# Hello



## Thorhall (Aug 16, 2019)

Going through very hard times I’m my marriage. My wife had an affair and Dday was about 3 weeks ago. There have been ups and downs since then but the other day I made the situation much worse by scaring and putting my hands on my wife. I was arrested and now have a protection order against me. I didn’t punch her or leave any bruises but I become way too intimidating and psychical. I didn’t think I was capable of such behavior. Now my best friend is gone and I feel like I’m drowning.


----------



## Tilted 1 (Jul 23, 2019)

Crimes of Passion are just that all that boil's down to pain and suffering, let us help you if you can give detailed story we can follow and then advice will be given and it will be up to you to choose what's best for you. Welcome and sorry your here .


----------



## StillSearching (Feb 8, 2013)

Understand what's happening first. Then start to work on yourself before you take the next step..Your in chaos, only order can help that.




 about 1:30 MARK.


----------



## SunCMars (Feb 29, 2016)

These things happen.

At this point there is no means of recovery.

Take your punishment, you already have once, from her cheating actions, and now, you will again get re-punished from your own.

Hopefully, you get charged with a misdemeanor domestic violence charge, not a felony charge. 

Get a good lawyer, let him plea deal, telling the court that she cheated and that you reacted badly.

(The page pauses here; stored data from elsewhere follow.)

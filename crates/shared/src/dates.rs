//! Published-date handling: wire strings are ISO dates or date-times, the
//! edit form works on `YYYY-MM-DD`, and the list renders `Mar 5, 2024`.
//! Every conversion reads the calendar date in UTC.

use chrono::{DateTime, NaiveDate, NaiveDateTime, Utc};

pub const INPUT_FORMAT: &str = "%Y-%m-%d";
pub const DISPLAY_FORMAT: &str = "%b %-d, %Y";
pub const NOT_AVAILABLE: &str = "N/A";
pub const INVALID_DATE: &str = "Invalid Date";

const NAIVE_DATE_TIME_FORMATS: [&str; 3] = [
    "%Y-%m-%dT%H:%M:%S%.f",
    "%Y-%m-%dT%H:%M:%S",
    "%Y-%m-%d %H:%M:%S",
];

/// Parses a wire date into its UTC calendar date.
pub fn parse_calendar_date(raw: &str) -> Option<NaiveDate> {
    let raw = raw.trim();
    if let Ok(date) = NaiveDate::parse_from_str(raw, INPUT_FORMAT) {
        return Some(date);
    }
    if let Ok(timestamp) = DateTime::parse_from_rfc3339(raw) {
        return Some(timestamp.with_timezone(&Utc).date_naive());
    }
    NAIVE_DATE_TIME_FORMATS
        .iter()
        .find_map(|format| NaiveDateTime::parse_from_str(raw, format).ok())
        .map(|timestamp| timestamp.date())
}

/// Human-readable month/day/year for list rendering.
pub fn format_date(raw: &str) -> String {
    if raw.trim().is_empty() {
        return NOT_AVAILABLE.to_string();
    }
    match parse_calendar_date(raw) {
        Some(date) => date.format(DISPLAY_FORMAT).to_string(),
        None => {
            tracing::error!(date = raw, "invalid date string");
            INVALID_DATE.to_string()
        }
    }
}

/// Date-only value for the edit form. Unparseable input is kept verbatim so
/// the user can correct it instead of losing it.
pub fn to_input_value(raw: &str) -> String {
    if raw.trim().is_empty() {
        return String::new();
    }
    match parse_calendar_date(raw) {
        Some(date) => date.format(INPUT_FORMAT).to_string(),
        None => {
            tracing::warn!(date = raw, "keeping unparseable published date as entered");
            raw.to_string()
        }
    }
}

#[cfg(test)]
mod tests {
    use super::*;
    use std::{
        io,
        sync::{Arc, Mutex},
    };

    use tracing_subscriber::fmt::MakeWriter;

    #[derive(Clone, Default)]
    struct CapturedLog(Arc<Mutex<Vec<u8>>>);

    impl CapturedLog {
        fn contents(&self) -> String {
            String::from_utf8(self.0.lock().expect("log buffer").clone()).expect("utf8 log")
        }
    }

    impl io::Write for CapturedLog {
        fn write(&mut self, buf: &[u8]) -> io::Result<usize> {
            self.0.lock().expect("log buffer").extend_from_slice(buf);
            Ok(buf.len())
        }

        fn flush(&mut self) -> io::Result<()> {
            Ok(())
        }
    }

    impl<'a> MakeWriter<'a> for CapturedLog {
        type Writer = CapturedLog;

        fn make_writer(&'a self) -> Self::Writer {
            self.clone()
        }
    }

    fn with_captured_log<T>(f: impl FnOnce() -> T) -> (T, String) {
        let log = CapturedLog::default();
        let subscriber = tracing_subscriber::fmt()
            .with_writer(log.clone())
            .with_ansi(false)
            .with_max_level(tracing::Level::TRACE)
            .finish();
        let out = tracing::subscriber::with_default(subscriber, f);
        (out, log.contents())
    }

    #[test]
    fn malformed_date_logs_an_error_naming_the_input() {
        let (label, log) = with_captured_log(|| format_date("not-a-date"));
        assert_eq!(label, "Invalid Date");
        assert!(log.contains("ERROR"), "{log}");
        assert!(log.contains("not-a-date"), "{log}");

        let (_, log) = with_captured_log(|| format_date("2024-03-05"));
        assert!(!log.contains("ERROR"), "{log}");
    }

    #[test]
    fn formats_empty_plain_and_malformed_dates() {
        assert_eq!(format_date(""), "N/A");
        assert_eq!(format_date("2024-03-05"), "Mar 5, 2024");
        assert_eq!(format_date("not-a-date"), "Invalid Date");
    }

    #[test]
    fn formats_full_timestamps_in_utc() {
        assert_eq!(format_date("2024-03-05T00:00:00.000Z"), "Mar 5, 2024");
        assert_eq!(format_date("2024-03-05T23:30:00-02:00"), "Mar 6, 2024");
        assert_eq!(format_date("1999-12-31T08:15:00"), "Dec 31, 1999");
    }

    #[test]
    fn input_value_is_date_only() {
        assert_eq!(to_input_value("2021-11-02T00:00:00.000Z"), "2021-11-02");
        assert_eq!(to_input_value("2021-11-02"), "2021-11-02");
        assert_eq!(to_input_value(""), "");
    }

    #[test]
    fn input_value_keeps_unparseable_text() {
        assert_eq!(to_input_value("sometime in 1990"), "sometime in 1990");
    }
}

Let the court see that you are remorseful and sorry for getting physical. 
Speak softly, keeping your head down when speaking to the judge. 

The same goes for your own lawyer. Speak quietly to him, he will then look at you more favorably, act more favorably on your behalf.

Much is broken, she broke the marriage, she broke your heart, and you broke any chance at reconciliation.

Live and learn.

All is not lost. You are still alive and viable.

You will recover and find a better life, certainly a better wife. 



KB-


----------



## MattMatt (May 19, 2012)

@Thorhall Attacking your wife was a very bad thing to do, but I'm sure you are already aware of this. Incidentally, did your wife goad you into attacking her?

Is this the first time, ever, that you became physical with her?

Do you have any children with her?

You need to take control of this situation, now, with these simple steps:-

1) Seek counselling for your anger issues, now. Have your lawyer tell the police/courts about this.
2)File for divorce.
3) Do NOT be tempted to communicate with your "wife" in any way, save via your lawyer.
4) Get tested for STDs and have the results sent to your wife via your lawyer. There is a twofold purpose, here. a) It protects your health, b) it shows your wife what she did to the marriage and to you.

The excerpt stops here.